The Nullification Crises began in the 1820s and continued for a decade when John C. Calhoun, having resigned as Jackson’s Vice President, argued that South Carolina would choose which federal laws to obey and nullify others. He ever referred to secession. Jackson feared that the state(s) would destroy the union.
At the time Russia in the Pacific Northwest from Alaska to Washington along with the British from Oregon to Quebec in the north, and the Spanish and French in Mexico and the Caribbean surrounded the United States and in his eyes conspired against the continuation of the union. Predators all. Enemies with and without the gates.
The nullification crises was precipitated by an international agreement signed by the Federal Government that permitted seamen to have the freedom of the city while in port. That meant blacks on English, French, Dutch, Portuguese, Spanish, and other merchant ships could walk the streets of Charleston as free men.

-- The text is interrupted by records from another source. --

// ABOUTME: Deployments command implementation.
// ABOUTME: Lists uploaded versions of a target, newest first.

use super::session::TargetSession;
use stagehand::config::Config;
use stagehand::deploy::Engine;
use stagehand::error::Result;
use stagehand::output::{Output, OutputMode};
use stagehand::telemetry::TracingTelemetry;

pub async fn deployments(
    config: &Config,
    token: Option<&str>,
    target: &str,
    output: Output,
) -> Result<()> {
    let session = TargetSession::lookup(config, token, target).await?;
    let telemetry = TracingTelemetry;
    let engine = Engine::new(&session.store, &telemetry);

    let snapshots = engine.list_snapshots(&session.root).await?;

    if output.mode() == OutputMode::Json {
        output.report(&snapshots);
        return Ok(());
    }

    if snapshots.is_empty() {
        output.success(&format!("No versions uploaded to {target}"));
        return Ok(());
    }

    for snapshot in &snapshots {
        let created = snapshot
            .created_at
            .map(|t| t.format("%Y-%m-%d %H:%M:%S UTC").to_string())
            .unwrap_or_else(|| "-".to_string());
        let marker = if snapshot.live { "  (live)" } else { "" };
        println!("{}  {}{}", snapshot.hash.version_label(), created, marker);
    }
    Ok(())
}
// ABOUTME: Phantom-typed identifiers for control-plane records.
// ABOUTME: Keeps deployment IDs and target IDs from being swapped at call sites.

use serde::{Deserialize, Deserializer, Serialize, Serializer};
use std::borrow::Cow;
use std::fmt;
use std::hash::{Hash, Hasher};
use std::marker::PhantomData;

/// Kind of record an [`Id`] refers to.
pub trait IdKind {
    /// Name used in `Debug` output.
    const LABEL: &'static str;
}

pub enum DeploymentMarker {}
pub enum TargetMarker {}

impl IdKind for DeploymentMarker {
    const LABEL: &'static str = "DeploymentId";
}

impl IdKind for TargetMarker {
    const LABEL: &'static str = "TargetId";
}

/// An opaque identifier issued or accepted by the control plane.
///
/// The value is never interpreted locally; it only travels in URL paths and
/// result records.
#[must_use = "IDs reference remote records and should not be ignored"]
pub struct Id<K> {
    value: String,
    _kind: PhantomData<K>,
}

impl<K> Id<K> {
    pub fn new(value: impl Into<String>) -> Self {
        Self {
            value: value.into(),
            _kind: PhantomData,
        }
    }

    pub fn as_str(&self) -> &str {
        &self.value
    }

    /// The value percent-encoded for use as a single URL path segment.
    pub fn url_segment(&self) -> Cow<'_, str> {
        urlencoding::encode(&self.value)
    }
}

// Manual impls so `K` needs no bounds.

impl<K: IdKind> fmt::Debug for Id<K> {
    fn fmt(&self, f: &mut fmt::Formatter<'_>) -> fmt::Result {
        write!(f, "{}({:?})", K::LABEL, self.value)
    }
}

impl<K> Clone for Id<K> {
    fn clone(&self) -> Self {
        Self::new(self.value.clone())
    }
}

impl<K> PartialEq for Id<K> {
    fn eq(&self, other: &Self) -> bool {
        self.value == other.value
    }
}

impl<K> Eq for Id<K> {}

impl<K> Hash for Id<K> {
    fn hash<H: Hasher>(&self, state: &mut H) {
        self.value.hash(state);
    }
}

impl<K> fmt::Display for Id<K> {
    fn fmt(&self, f: &mut fmt::Formatter<'_>) -> fmt::Result {
        f.write_str(&self.value)
    }
}

impl<K> Serialize for Id<K> {
    fn serialize<S: Serializer>(&self, serializer: S) -> Result<S::Ok, S::Error> {
        serializer.serialize_str(&self.value)
    }
}

impl<'de, K> Deserialize<'de> for Id<K> {
    fn deserialize<D: Deserializer<'de>>(deserializer: D) -> Result<Self, D::Error> {
        String::deserialize(deserializer).map(Self::new)
    }
}

/// Opaque id the control plane assigns to one deployment attempt.
pub type DeploymentId = Id<DeploymentMarker>;

/// Control-plane id (or configured name) of a deploy target.
pub type TargetId = Id<TargetMarker>;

South Carolina objected and then overruled this agreement by jailing any black sailors who set foot ashore while their ship was in port! That action breached an international treaty duly ratified by the Senate and signed by the president of the United States.
The South Carolina justification was that free blacks would by example produce unrest in slaves, might foment slave rebellion, assault white women because they have no civilised control, would be used by the English to destabilise and divide the States….. And the sky would also fall.

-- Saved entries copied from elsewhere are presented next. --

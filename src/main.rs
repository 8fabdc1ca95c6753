// ABOUTME: Entry point for the stagehand CLI application.
// ABOUTME: Parses arguments and dispatches to appropriate command handlers.

mod cli;
mod commands;

use clap::Parser;
use cli::{Cli, Commands};
use stagehand::config::{self, Config};
use stagehand::error::{Error, Result};
use stagehand::output::{Output, OutputMode};
use std::env;
use tracing_subscriber::EnvFilter;

#[tokio::main]
async fn main() {
    let cli = Cli::parse();

    let filter = if cli.verbose {
        EnvFilter::new("debug")
    } else {
        EnvFilter::new("warn")
    };
    tracing_subscriber::fmt()
        .with_env_filter(filter)
        .with_target(true)
        .with_writer(std::io::stderr)
        .init();

    let mode = if cli.json {
        OutputMode::Json
    } else if cli.quiet {
        OutputMode::Quiet
    } else {
        OutputMode::Normal
    };

    if let Err(e) = run(cli, mode).await {
        let output = Output::new(mode);
        match &e {
            Error::RollbackFailed(_) => output.fatal(&e.to_string()),
            _ => output.error(&e.to_string()),
        }
        std::process::exit(e.exit_code());
    }
}

async fn run(cli: Cli, mode: OutputMode) -> Result<()> {
    let cwd = env::current_dir()?;
    let output = Output::new(mode);
    let token = cli.token.as_deref();

    match cli.command {
        Commands::Init { force } => {
            config::init_config(&cwd, force)?;
            output.success(&format!("Created {}", config::CONFIG_FILENAME));
            Ok(())
        }
        Commands::Deploy {
            target,
            dir,
            activate,
        } => {
            let config = Config::discover_or_default(&cwd)?;
            commands::deploy(&config, token, &target, &dir, activate, output).await
        }
        Commands::Activate { target, version } => {
            let config = Config::discover_or_default(&cwd)?;
            commands::activate(&config, token, &target, &version, output).await
        }
        Commands::Flush { target, version } => {
            let config = Config::discover_or_default(&cwd)?;
            commands::flush(&config, token, &target, &version, output).await
        }
        Commands::Deployments { target } => {
            let config = Config::discover_or_default(&cwd)?;
            commands::deployments(&config, token, &target, output).await
        }
        Commands::Targets => {
            let config = Config::discover_or_default(&cwd)?;
            commands::targets(&config, token, output).await
        }
        Commands::Whoami => {
            let config = Config::discover_or_default(&cwd)?;
            commands::whoami(&config, token, output).await
        }
        Commands::Token => {
            let config = Config::discover_or_default(&cwd)?;
            commands::token(&config, token, output).await
        }
        Commands::Invalidate { target, paths } => {
            let config = Config::discover_or_default(&cwd)?;
            commands::invalidate(&config, token, &target, &paths, output).await
        }
    }
}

Jackson had a constant battle with the Bank of the United States to support local improvements, like roads and bridges. What we call today infrastructure loans to states, counties, towns, etc. The Bank had no interest in bridges over rivers in Tennessee or hard roads in Georgia.
The tariff added, it was claimed, 40% to the price of goods consumed in the south and produced in the north behind tariff walls. The tariff gets tied up with states’ rights, along with slavery, as part of the dominance of the union by northern interests. Ergo to a Calhoun, abolition is a smoke screen to dominate the south and keep the tariff, and the Bank.
Then there was the Petticoat War between his niece in-law Emily and the wife of cabinet secretary Talbot. Emily was determined to show Washington DC snobs that she, from the wild frontier of Tennessee, adheres to the highest standards of propriety and so will not receive Mrs. Talbot, who wed Talbot before her divorce from her previous husband was known to her to be concluded. Moreover, Mrs. Talbot came to the Talbot marriage with a dubious reputation. (But nothing worse than had been said about Rachel Jackson.) So Mrs. Talbot was three times over not to be received: bad reputation, divorcee, and bigamist.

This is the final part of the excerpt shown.